*** Opening PROVIDED DATA ***
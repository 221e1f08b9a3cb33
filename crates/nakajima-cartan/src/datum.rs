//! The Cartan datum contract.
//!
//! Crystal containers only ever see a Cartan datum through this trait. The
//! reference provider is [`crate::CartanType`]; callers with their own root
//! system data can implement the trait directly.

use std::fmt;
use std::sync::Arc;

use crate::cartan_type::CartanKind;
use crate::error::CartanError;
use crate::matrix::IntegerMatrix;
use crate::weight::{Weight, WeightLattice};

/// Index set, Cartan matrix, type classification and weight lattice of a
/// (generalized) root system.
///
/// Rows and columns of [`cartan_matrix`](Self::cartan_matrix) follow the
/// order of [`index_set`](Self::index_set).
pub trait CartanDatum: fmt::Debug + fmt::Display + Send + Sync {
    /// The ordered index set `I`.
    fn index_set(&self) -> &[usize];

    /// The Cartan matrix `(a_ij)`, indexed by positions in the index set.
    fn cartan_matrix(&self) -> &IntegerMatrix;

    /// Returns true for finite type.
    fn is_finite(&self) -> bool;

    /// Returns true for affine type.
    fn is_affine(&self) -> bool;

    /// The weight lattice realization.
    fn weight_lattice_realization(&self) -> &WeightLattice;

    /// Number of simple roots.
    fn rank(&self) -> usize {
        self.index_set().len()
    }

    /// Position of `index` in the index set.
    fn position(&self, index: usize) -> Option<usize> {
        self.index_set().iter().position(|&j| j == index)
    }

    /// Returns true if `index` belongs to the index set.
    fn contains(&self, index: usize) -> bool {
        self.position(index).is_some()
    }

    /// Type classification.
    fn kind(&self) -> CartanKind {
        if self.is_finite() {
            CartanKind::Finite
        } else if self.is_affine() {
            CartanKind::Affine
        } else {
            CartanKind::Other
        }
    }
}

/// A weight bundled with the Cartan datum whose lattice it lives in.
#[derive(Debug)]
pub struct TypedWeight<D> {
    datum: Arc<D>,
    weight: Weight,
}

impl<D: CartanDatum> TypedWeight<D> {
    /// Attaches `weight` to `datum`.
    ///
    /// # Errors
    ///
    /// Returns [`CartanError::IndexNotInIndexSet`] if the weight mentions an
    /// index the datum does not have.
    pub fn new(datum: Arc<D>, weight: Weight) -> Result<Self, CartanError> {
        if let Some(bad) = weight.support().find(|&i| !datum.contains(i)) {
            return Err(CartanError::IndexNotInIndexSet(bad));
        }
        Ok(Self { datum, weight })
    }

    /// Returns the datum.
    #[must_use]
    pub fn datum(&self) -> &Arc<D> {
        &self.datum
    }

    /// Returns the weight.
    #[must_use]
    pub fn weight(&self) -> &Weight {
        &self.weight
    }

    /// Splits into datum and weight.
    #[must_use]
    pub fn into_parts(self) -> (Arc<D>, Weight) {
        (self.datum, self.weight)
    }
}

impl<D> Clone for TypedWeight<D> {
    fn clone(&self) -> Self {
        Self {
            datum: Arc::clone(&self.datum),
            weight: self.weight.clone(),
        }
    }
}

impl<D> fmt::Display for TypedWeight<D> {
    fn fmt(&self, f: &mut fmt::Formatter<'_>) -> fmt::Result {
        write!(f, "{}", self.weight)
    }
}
*** Closing PROVIDED DATA ***
*** Opening PROVIDED DATA ***
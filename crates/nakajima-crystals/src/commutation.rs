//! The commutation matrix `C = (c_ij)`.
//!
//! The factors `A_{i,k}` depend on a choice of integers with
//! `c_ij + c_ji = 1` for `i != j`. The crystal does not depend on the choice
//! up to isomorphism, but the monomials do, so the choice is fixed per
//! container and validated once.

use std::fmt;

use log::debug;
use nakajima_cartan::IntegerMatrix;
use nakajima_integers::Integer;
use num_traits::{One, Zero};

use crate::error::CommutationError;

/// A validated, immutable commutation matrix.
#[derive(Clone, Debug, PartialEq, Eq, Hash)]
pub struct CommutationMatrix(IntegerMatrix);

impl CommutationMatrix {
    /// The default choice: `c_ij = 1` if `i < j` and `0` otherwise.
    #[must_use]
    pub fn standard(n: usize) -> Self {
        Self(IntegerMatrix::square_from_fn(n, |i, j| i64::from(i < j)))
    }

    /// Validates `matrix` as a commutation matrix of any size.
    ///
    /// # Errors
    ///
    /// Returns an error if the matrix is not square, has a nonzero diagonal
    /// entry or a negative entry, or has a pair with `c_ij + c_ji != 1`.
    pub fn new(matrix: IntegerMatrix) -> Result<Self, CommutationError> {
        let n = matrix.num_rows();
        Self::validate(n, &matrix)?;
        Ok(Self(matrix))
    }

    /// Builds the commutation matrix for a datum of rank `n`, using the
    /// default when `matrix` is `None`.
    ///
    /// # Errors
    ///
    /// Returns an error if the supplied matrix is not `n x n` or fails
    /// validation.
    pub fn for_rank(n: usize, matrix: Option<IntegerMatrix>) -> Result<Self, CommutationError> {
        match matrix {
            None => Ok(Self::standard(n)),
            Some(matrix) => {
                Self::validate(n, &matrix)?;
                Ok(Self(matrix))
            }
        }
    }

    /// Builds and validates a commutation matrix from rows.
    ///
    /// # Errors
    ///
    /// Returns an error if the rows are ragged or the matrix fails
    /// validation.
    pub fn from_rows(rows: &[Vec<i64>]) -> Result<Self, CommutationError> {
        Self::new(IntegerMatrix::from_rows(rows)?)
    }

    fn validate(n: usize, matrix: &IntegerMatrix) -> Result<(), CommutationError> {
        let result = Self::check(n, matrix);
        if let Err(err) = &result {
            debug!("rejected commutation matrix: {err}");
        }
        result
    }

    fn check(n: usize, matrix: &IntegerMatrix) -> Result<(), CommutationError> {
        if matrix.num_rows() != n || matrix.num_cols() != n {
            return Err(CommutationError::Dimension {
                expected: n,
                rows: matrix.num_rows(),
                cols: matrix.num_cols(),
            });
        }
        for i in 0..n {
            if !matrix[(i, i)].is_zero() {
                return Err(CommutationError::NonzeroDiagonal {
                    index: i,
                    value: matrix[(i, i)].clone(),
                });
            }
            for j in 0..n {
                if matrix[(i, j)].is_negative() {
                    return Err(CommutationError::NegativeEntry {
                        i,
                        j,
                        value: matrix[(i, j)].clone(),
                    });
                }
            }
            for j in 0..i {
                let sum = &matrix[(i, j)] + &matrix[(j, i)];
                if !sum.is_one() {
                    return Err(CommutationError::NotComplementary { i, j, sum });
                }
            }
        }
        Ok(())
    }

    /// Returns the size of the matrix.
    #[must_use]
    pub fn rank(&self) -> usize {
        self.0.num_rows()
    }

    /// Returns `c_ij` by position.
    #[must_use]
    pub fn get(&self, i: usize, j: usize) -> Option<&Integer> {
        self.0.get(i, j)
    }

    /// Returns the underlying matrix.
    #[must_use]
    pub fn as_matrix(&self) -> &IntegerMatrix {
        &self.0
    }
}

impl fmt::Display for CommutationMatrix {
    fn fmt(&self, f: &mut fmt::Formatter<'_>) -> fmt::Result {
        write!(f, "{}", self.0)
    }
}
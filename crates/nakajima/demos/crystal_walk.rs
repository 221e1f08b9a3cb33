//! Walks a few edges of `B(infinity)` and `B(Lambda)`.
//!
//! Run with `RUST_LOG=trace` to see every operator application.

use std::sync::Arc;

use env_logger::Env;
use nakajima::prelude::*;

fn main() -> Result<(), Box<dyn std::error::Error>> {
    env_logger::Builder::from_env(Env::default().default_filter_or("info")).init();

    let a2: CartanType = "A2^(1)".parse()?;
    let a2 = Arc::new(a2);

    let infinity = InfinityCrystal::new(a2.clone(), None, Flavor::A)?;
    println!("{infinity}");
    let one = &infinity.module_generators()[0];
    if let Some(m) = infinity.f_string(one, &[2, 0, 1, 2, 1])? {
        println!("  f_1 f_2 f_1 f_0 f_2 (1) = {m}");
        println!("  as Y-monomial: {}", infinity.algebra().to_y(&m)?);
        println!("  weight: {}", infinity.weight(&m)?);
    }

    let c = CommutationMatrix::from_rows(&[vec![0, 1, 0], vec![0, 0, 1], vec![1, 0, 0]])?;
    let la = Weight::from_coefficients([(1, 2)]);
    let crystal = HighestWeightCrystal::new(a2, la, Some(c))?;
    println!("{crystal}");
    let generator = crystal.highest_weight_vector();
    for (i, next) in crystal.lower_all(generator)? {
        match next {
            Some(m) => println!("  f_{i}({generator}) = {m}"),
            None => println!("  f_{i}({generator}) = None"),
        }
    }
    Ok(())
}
*** Closing PROVIDED DATA ***
PROMPT — Wherever "TypedWeight" occurs in the records above, copy the line it sits in.

TASK OUTPUT —
pub struct TypedWeight<D> {
impl<D: CartanDatum> TypedWeight<D> {
impl<D> Clone for TypedWeight<D> {
impl<D> fmt::Display for TypedWeight<D> {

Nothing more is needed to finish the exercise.